ALDISERT, Circuit Judge.

This petition for review of a Board of Immigration Appeals order presents two major questions: whether petitioner met his burden of proof that he would be subject to political persecution if deported to Mexico; and whether the immigration judge abused his discretion in denying petitioner’s discovery motions. We conclude that there was no reversible error, and deny the petition for review.

I.

Hector Andres Marroquin-Manriquez, a native and citizen of Mexico, entered the United States on September 18,1977, representing that he was a citizen of the United States. Upon questioning by border officials, he admitted that he was a Mexican citizen and that the documents that he presented purporting to show that he was a United States citizen were fraudulent. Two days later he was tried and convicted of violating 8 U.S.C. § 1325 in obtaining entry into the United States without inspection and by a willfully false representation. Thereafter, INS issued a rule to show cause why petitioner should not be deported.

Prior to the hearing, however, Marroquin petitioned for political asylum. Upon inquiry, the Department of State gave its opinion that petitioner did not qualify for asylum, and on December 21,1978, the INS district director denied his petition. Petitioner then asked the immigration judge to issue letters rogatory to two Mexican officials and a subpoena duces tecum to the legal attache at the American Embassy in Mexico City. These requests also were denied.

At his hearing, Marroquin admitted that he was a citizen of Mexico, that he had attempted to enter the United States using false documents, and that he had been convicted under 8 U.S.C. § 1325. On the basis of these admissions, the immigration judge held that deportability had been established.

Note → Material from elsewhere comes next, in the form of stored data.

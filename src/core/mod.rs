// Core module for the name registry protocol
//
// COMMIT-REVEAL GUARANTEES:
// =========================
// 1. A reservation publishes only hash160(nonce ++ name); the name stays hidden
// 2. An activation reveals (name, nonce) and must match the reservation it spends
// 3. Two activations of one name can both be emitted; only the first confirmed is indexed
// 4. Expiration is a function of block height, never of wall-clock time
//
// INVARIANTS:
// - Every Activate/Update for a name is gated by the pending set
// - History is append-only and only receives confirmed records
// - All checks of an operation run before any transaction is constructed

pub mod chain;
pub mod commitment;
pub mod fee;
pub mod history;
pub mod ledger;
pub mod lifecycle;
pub mod machine;
pub mod name;
pub mod pending;
pub mod query;
pub mod script;
pub mod transaction;

use parking_lot::RwLock;
use std::collections::HashMap;
use std::sync::Arc;
use crate::config::RegistryConfig;
use crate::core::chain::{ChainView, Wallet};
use crate::core::commitment::{Commitment, Nonce};
use crate::core::history::{ClaimHistoryStore, ClaimRecord};
use crate::core::lifecycle::ClaimStatus;
use crate::core::machine::NameLocks;
use crate::core::name::Name;
use crate::core::pending::PendingSet;
use crate::core::transaction::TxId;
use crate::error::{RegistryError, Result};

/// A reservation emitted by this registry, kept until its activation confirms.
#[derive(Debug, Clone, PartialEq, Eq)]
pub struct Reservation {
    pub name: Name,
    pub nonce: Nonce,
    pub commitment: Commitment,
    pub txid: TxId,
}

/// Name registry engine
/// Owns the pending set, local reservations and per-name locks, and talks to the
/// chain, the wallet and the history store through injected collaborators.
///
/// Every state-machine operation and every ledger event for a name runs under that
/// name's lock, so read-decide-emit is atomic with respect to confirmation and
/// invalidation of the same name.
pub struct Registry {
    config: RegistryConfig,
    chain: Arc<dyn ChainView>,
    wallet: Arc<dyn Wallet>,
    store: Arc<dyn ClaimHistoryStore>,
    /// In-flight Activate/Update transactions per name
    pending: PendingSet,
    /// Local reservations by name; the latest reservation for a name wins
    reservations: RwLock<HashMap<Name, Reservation>>,
    locks: NameLocks,
}

impl Registry {
    /// Creates a registry over the given collaborators
    pub fn new(
        config: RegistryConfig,
        chain: Arc<dyn ChainView>,
        wallet: Arc<dyn Wallet>,
        store: Arc<dyn ClaimHistoryStore>,
    ) -> Self {
        Self {
            config,
            chain,
            wallet,
            store,
            pending: PendingSet::new(),
            reservations: RwLock::new(HashMap::new()),
            locks: NameLocks::new(),
        }
    }

    pub fn config(&self) -> &RegistryConfig {
        &self.config
    }

    /// Gets the pending set (for inspection of in-flight operations)
    pub fn pending(&self) -> &PendingSet {
        &self.pending
    }

    pub fn store(&self) -> &dyn ClaimHistoryStore {
        self.store.as_ref()
    }

    /// Local reservation recorded for `name`, if any
    pub fn reservation(&self, name: &Name) -> Option<Reservation> {
        self.reservations.read().get(name).cloned()
    }

    /// History of `name`, empty when the store never saw it
    fn history_or_empty(&self, name: &Name) -> Result<Vec<ClaimRecord>> {
        match self.store.read_history(name) {
            Ok(history) => Ok(history),
            Err(RegistryError::NotFound(_)) => Ok(Vec::new()),
            Err(e) => Err(e),
        }
    }

    /// Claim status of `name` as of `height`
    fn status_at(&self, name: &Name, height: u64) -> Result<ClaimStatus> {
        let history = self.history_or_empty(name)?;
        let chain = &self.chain;
        Ok(ClaimStatus::evaluate(
            &history,
            self.pending.has_pending(name),
            height,
            |h| chain.expiration_depth(h),
        ))
    }
}

impl std::fmt::Debug for Registry {
    fn fmt(&self, f: &mut std::fmt::Formatter<'_>) -> std::fmt::Result {
        f.debug_struct("Registry")
            .field("config", &self.config)
            .field("pending", &self.pending)
            .field("reservations", &self.reservations.read().len())
            .finish()
    }
}
//! Collaborator interfaces the registry consumes.
//!
//! The ledger/consensus engine and the wallet's key management and coin selection live
//! outside this crate. The registry only sees them through these traits, which makes the
//! protocol testable against the in-memory implementations in `core::ledger`.

use crate::core::fee::{round_up_to_cent, Amount};
use crate::core::script::Destination;
use crate::core::transaction::{Transaction, TxId, TxRequest};
use crate::error::Result;

/// Read access to the chain.
pub trait ChainView: Send + Sync {
    /// Current best height. Fails with `LedgerUnavailable` when the chain cannot be read.
    fn current_height(&self) -> Result<u64>;

    /// A transaction by id, with its confirmation height (`None` while unconfirmed).
    fn get_transaction(&self, txid: &TxId) -> Result<Option<(Transaction, Option<u64>)>>;

    /// Blocks a claim made at `height` stays active. Era dependent, treated as opaque.
    fn expiration_depth(&self, height: u64) -> u64;

    /// Raw anti-squat fee at `height`, before rounding. Non-decreasing in height.
    fn raw_network_fee(&self, height: u64) -> Amount;
}

/// The local wallet.
pub trait Wallet: Send + Sync {
    /// Fails with `WalletLocked` when keys are not available.
    fn ensure_unlocked(&self) -> Result<()>;

    /// A transaction known to this wallet.
    fn get_transaction(&self, txid: &TxId) -> Option<Transaction>;

    /// Builds and signs a transaction for `request`, adding funding inputs and change.
    /// Fails with `InsufficientFunds` or `WalletLocked`.
    fn create_and_sign(&self, request: TxRequest) -> Result<Transaction>;

    /// Hands a signed transaction to the network. Returns once local emission succeeded.
    fn broadcast(&self, tx: &Transaction) -> Result<()>;

    /// Every transaction this wallet knows about.
    fn my_transactions(&self) -> Vec<Transaction>;

    /// A fresh destination from the key pool.
    fn new_destination(&self) -> Result<Destination>;

    fn is_mine(&self, destination: &Destination) -> bool;

    /// Compact recoverable signature over a data payload with the wallet's first key.
    fn sign_payload(&self, payload: &[u8]) -> Result<Vec<u8>>;
}

/// Ledger events fed back into the registry by a background thread.
#[derive(Debug, Clone)]
pub enum LedgerEvent {
    /// A block at `height` confirmed these transactions.
    BlockConnected { height: u64, transactions: Vec<Transaction> },
    /// An unconfirmed transaction was dropped (double spend, eviction).
    TransactionEvicted { transaction: Transaction },
}

/// Anti-squat fee charged at `height`: the raw schedule rounded up to `CENT`.
pub fn network_fee(chain: &dyn ChainView, height: u64) -> Amount {
    round_up_to_cent(chain.raw_network_fee(height))
}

The principal focus of the hearing was petitioner’s request for asylum and application for withholding of deportation under § 243(h) of the Immigration and Nationality Act, 8 U.S.C. § 1253(h). He produced testimony disclosing that, as a university student, he had been a member of the Student Revolutionary Commission (CER) which was involved in protesting conditions at the University of Nuevo Leon in Monterrey, and that he later became a Marxist. Petitioner testified that in 1974 he had learned of the murder of a fellow member of the CER, that a subsequent newspaper article linked petitioner to the killing, and that upon recommendation of an attorney, he had gone to Baja, California, to stay with relatives. He said that while there he made his decision to leave Mexico for the United States. He testified that he did not go to the American Embassy to seek asylum because he had read in a book that American agents were involved with Mexican authorities in connection with a certain student demonstration.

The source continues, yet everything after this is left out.